If my dear friend Gary Levine wouldn’t have sent me an awfully hippie Tu B’shvat text message yesterday there is no way I would have known it was time for the holiday of the trees. It just so happens to be that I was mountain biking at Wilder Ranch off the Pacific Coast near Santa Cruz yesterday and there’s this one trail called Enchanted Forest loop which dips down into this amazing little redwood grove and eventually some towering euclyptus, I davened mincha in that little canyon thinking of the beauty and it just so happens that I had a bag of dried mangoes and blueberries from Trader Joes – does that mean I celebrated Tu B’shvat without knowing – thereby getting an accidental mitzvah?

In truth, Tu B’shvat is one of those holidays that doesn’t really exist in most frum folks psyche, it is remembered in my mind because Manhattan Day School would take us to Central Park and we would eat carob and other dried fruits, but the only reason any Jewish person knows what carob is, is because of day school Tu B’shvat celebrations.

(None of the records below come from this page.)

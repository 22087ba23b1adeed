//! Generic utility primitives with zero domain knowledge.
//!
//! - `text` - Summary rendering and clipping
//! - `validation` - Input validation helpers

pub mod text;
pub mod validation;
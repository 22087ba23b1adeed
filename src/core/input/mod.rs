//! Declarative, composable descriptions of values to collect from a user.
//!
//! A definition is built once and evaluated any number of times against a
//! [`Prompter`](crate::prompt::Prompter). Composite definitions (objects,
//! lists, conditional fields) thread a [`Context`] of already-collected
//! values down to their children.

mod context;
mod definition;
mod defs;
mod driver;
mod list;
mod object;
mod optional;
mod primitives;
mod select;
mod session;

use serde_json::{Map, Value};
use std::sync::Arc;

use crate::error::Result;
use crate::validation::Validation;

pub use context::Context;
pub use definition::InputDefinition;
pub use defs::{
    add_option, cancel_option, delete_option, edit_option, finish_option, help_option, Choice,
    ItemAction,
};
pub use driver::{
    create_from_user_input, evaluate, evaluate_as, evaluate_with, render_json, render_yaml,
    update_from_user_input, FinishVerb, ReviewOptions,
};
pub use list::{list_def, ListDef};
pub use object::{object_def, ObjectDef};
pub use optional::{optional_def, OptionalDef};
pub use primitives::{
    boolean_def, computed_def, integer_def, number_def, optional_integer_def,
    optional_number_def, optional_string_def, static_def, string_def, undefined_def, BooleanDef,
    ComputedDef, DefaultText, NumberDef, StringDef,
};
pub use select::{
    checkbox_def, choose_def, lazy_checkbox_def, lazy_select_def, list_selection_def, select_def,
    CheckboxDef, ChoiceSource, EmptyChoices, SelectDef,
};
pub use session::Session;

pub type ValidateFn = Arc<dyn Fn(&str, &Context) -> Validation + Send + Sync>;
pub type PredicateFn = Arc<dyn Fn(&Context) -> bool + Send + Sync>;
pub type ComputeFn = Arc<dyn Fn(&Context) -> Result<Value> + Send + Sync>;
pub type ChoicesFn = Arc<dyn Fn(&Context) -> Result<Vec<Choice<Value>>> + Send + Sync>;
pub type SummarizeFn = Arc<dyn Fn(&Value, &Context) -> String + Send + Sync>;
pub type ObjectValidateFn = Arc<dyn Fn(&Map<String, Value>, &Context) -> Validation + Send + Sync>;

It seems that non-religious Jews are more into Tu B’shvat because they can use it as an excuse to talk about the environment, eating organic food and ethical treatment of workers who pick your food – great – but, it’s about the new year for the trees, not the underpaid illegal immigrants picking your food in the central valley of California.

Some folks have a Tu B’shvat seder, I do recall chabad houses always doing something (they probably skip tachnun)and then some shuls will have some sort of kiddush with dried fruit, speaking of dried fruit I’ve been thinking about preservation methods and have decided to move beyond my pickling and sun dried tomatoes (just put in an oven at 200 degrees for a really long time) Maybe dried fruit is next?

What are your thoughts on Tu B’shvat?